▸ Given information
※ ※ ※
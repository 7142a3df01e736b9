use super::http::{call_tool_inner, McpCallResponse};
use super::tooling::schema_to_object_map;
use crate::types::ErrorResponse;
use crate::AppState;
use axum::http::StatusCode;
use axum::response::Json;
use rmcp::{model::*, ServiceExt};
use serde_json::Value;
use std::borrow::Cow;
use std::sync::Arc;
use tracing::{info, warn};

fn status_code_to_error_code(status: StatusCode) -> ErrorCode {
    match status {
        StatusCode::BAD_REQUEST | StatusCode::UNPROCESSABLE_ENTITY => ErrorCode::INVALID_PARAMS,
        StatusCode::NOT_FOUND => ErrorCode::METHOD_NOT_FOUND,
        _ => ErrorCode::INTERNAL_ERROR,
    }
}

fn mcp_call_response_to_stdio_result(response: McpCallResponse) -> CallToolResult {
    let content = response
        .content
        .into_iter()
        .map(|item| Content::text(item.text))
        .collect();

    if response.is_error {
        CallToolResult::error(content)
    } else {
        CallToolResult::success(content)
    }
}

fn convert_http_handler_result(
    result: Result<Json<McpCallResponse>, (StatusCode, Json<ErrorResponse>)>,
) -> Result<CallToolResult, ErrorData> {
    match result {
        Ok(Json(response)) => Ok(mcp_call_response_to_stdio_result(response)),
        Err((status, Json(err))) => Err(ErrorData::new(
            status_code_to_error_code(status),
            err.error,
            None,
        )),
    }
}

#[derive(Clone, Debug)]
pub struct McpService {
    pub state: Arc<AppState>,
}

impl McpService {
    pub fn new(state: Arc<AppState>) -> Self {
        Self { state }
    }
}

impl rmcp::ServerHandler for McpService {
    fn get_info(&self) -> ServerInfo {
        ServerInfo::new(ServerCapabilities::builder().enable_tools().build())
            .with_protocol_version(ProtocolVersion::LATEST)
            .with_server_info(
                Implementation::from_build_env()
                    .with_title("SEO MCP")
                    .with_description(
                        "Free SEO lookups (backlinks, keyword ideas, keyword difficulty, traffic) backed by Ahrefs free tools.",
                    ),
            )
            .with_instructions(
                "Each call clears a captcha first and can take 10-60 seconds. Domains are bare hosts like example.com.",
            )
    }

    async fn list_tools(
        &self,
        _page: Option<PaginatedRequestParams>,
        _context: rmcp::service::RequestContext<rmcp::RoleServer>,
    ) -> Result<ListToolsResult, ErrorData> {
        let tools = self
            .state
            .tool_registry
            .public_specs()
            .into_iter()
            .map(|spec| {
                Tool::new(
                    Cow::Owned(spec.public_name),
                    Cow::Owned(spec.public_description),
                    schema_to_object_map(&spec.public_input_schema),
                )
                .with_title(spec.public_title)
            })
            .collect();

        Ok(ListToolsResult {
            tools,
            ..Default::default()
        })
    }

    async fn call_tool(
        &self,
        request: CallToolRequestParams,
        _context: rmcp::service::RequestContext<rmcp::RoleServer>,
    ) -> Result<CallToolResult, ErrorData> {
        // rmcp hands arguments over as an object map; handlers take a serde_json::Value.
        let arguments = request
            .arguments
            .clone()
            .map(Value::Object)
            .unwrap_or(Value::Null);

        convert_http_handler_result(
            call_tool_inner(Arc::clone(&self.state), request.name.as_ref(), &arguments).await,
        )
    }
}

pub async fn run() -> anyhow::Result<()> {
    info!("Starting SEO MCP stdio service");
    let state = Arc::new(AppState::from_env()?);
    let service = McpService::new(state);
    let running = service.serve(rmcp::transport::stdio()).await?;
    info!("MCP stdio server initialized; waiting for client session");
    let quit_reason = running.waiting().await?;
    warn!("MCP stdio server stopped: {:?}", quit_reason);
    Ok(())
}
※ ※ ※
▸ About this exercise
Copy down the material exactly as written.

▸ Your response
repository 7142a3df01e736b9
use super::http::{call_tool_inner, McpCallResponse};
use super::tooling::schema_to_object_map;
use crate::types::ErrorResponse;
use crate::AppState;
use axum::http::StatusCode;
use axum::response::Json;
use rmcp::{model::*, ServiceExt};
use serde_json::Value;
use std::borrow::Cow;
use std::sync::Arc;
use tracing::{info, warn};

fn status_code_to_error_code(status: StatusCode) -> ErrorCode {
    match status {
        StatusCode::BAD_REQUEST | StatusCode::UNPROCESSABLE_ENTITY => ErrorCode::INVALID_PARAMS,
        StatusCode::NOT_FOUND => ErrorCode::METHOD_NOT_FOUND,
        _ => ErrorCode::INTERNAL_ERROR,
    }
}

fn mcp_call_response_to_stdio_result(response: McpCallResponse) -> CallToolResult {
    let content = response
        .content
        .into_iter()
        .map(|item| Content::text(item.text))
        .collect();

    if response.is_error {
        CallToolResult::error(content)
    } else {
        CallToolResult::success(content)
    }
}

fn convert_http_handler_result(
    result: Result<Json<McpCallResponse>, (StatusCode, Json<ErrorResponse>)>,
) -> Result<CallToolResult, ErrorData> {
    match result {
        Ok(Json(response)) => Ok(mcp_call_response_to_stdio_result(response)),
        Err((status, Json(err))) => Err(ErrorData::new(
            status_code_to_error_code(status),
            err.error,
            None,
        )),
    }
}

#[derive(Clone, Debug)]
pub struct McpService {
    pub state: Arc<AppState>,
}

impl McpService {
    pub fn new(state: Arc<AppState>) -> Self {
        Self { state }
    }
}

impl rmcp::ServerHandler for McpService {
    fn get_info(&self) -> ServerInfo {
        ServerInfo::new(ServerCapabilities::builder().enable_tools().build())
            .with_protocol_version(ProtocolVersion::LATEST)
            .with_server_info(
                Implementation::from_build_env()
                    .with_title("SEO MCP")
                    .with_description(
                        "Free SEO lookups (backlinks, keyword ideas, keyword difficulty, traffic) backed by Ahrefs free tools.",
                    ),
            )
            .with_instructions(
                "Each call clears a captcha first and can take 10-60 seconds. Domains are bare hosts like example.com.",
            )
    }

    async fn list_tools(
        &self,
        _page: Option<PaginatedRequestParams>,
        _context: rmcp::service::RequestContext<rmcp::RoleServer>,
    ) -> Result<ListToolsResult, ErrorData> {
        let tools = self
            .state
            .tool_registry
            .public_specs()
            .into_iter()
            .map(|spec| {
                Tool::new(
                    Cow::Owned(spec.public_name),
                    Cow::Owned(spec.public_description),
                    schema_to_object_map(&spec.public_input_schema),
                )
                .with_title(spec.public_title)
            })
            .collect();

        Ok(ListToolsResult {
            tools,
            ..Default::default()
        })
    }

    async fn call_tool(
        &self,
        request: CallToolRequestParams,
        _context: rmcp::service::RequestContext<rmcp::RoleServer>,
    ) -> Result<CallToolResult, ErrorData> {
        // rmcp hands arguments over as an object map; handlers take a serde_json::Value.
        let arguments = request
            .arguments
            .clone()
            .map(Value::Object)
            .unwrap_or(Value::Null);

        convert_http_handler_result(
            call_tool_inner(Arc::clone(&self.state), request.name.as_ref(), &arguments).await,
        )
    }
}

pub async fn run() -> anyhow::Result<()> {
    info!("Starting SEO MCP stdio service");
    let state = Arc::new(AppState::from_env()?);
    let service = McpService::new(state);
    let running = service.serve(rmcp::transport::stdio()).await?;
    info!("MCP stdio server initialized; waiting for client session");
    let quit_reason = running.waiting().await?;
    warn!("MCP stdio server stopped: {:?}", quit_reason);
    Ok(())
}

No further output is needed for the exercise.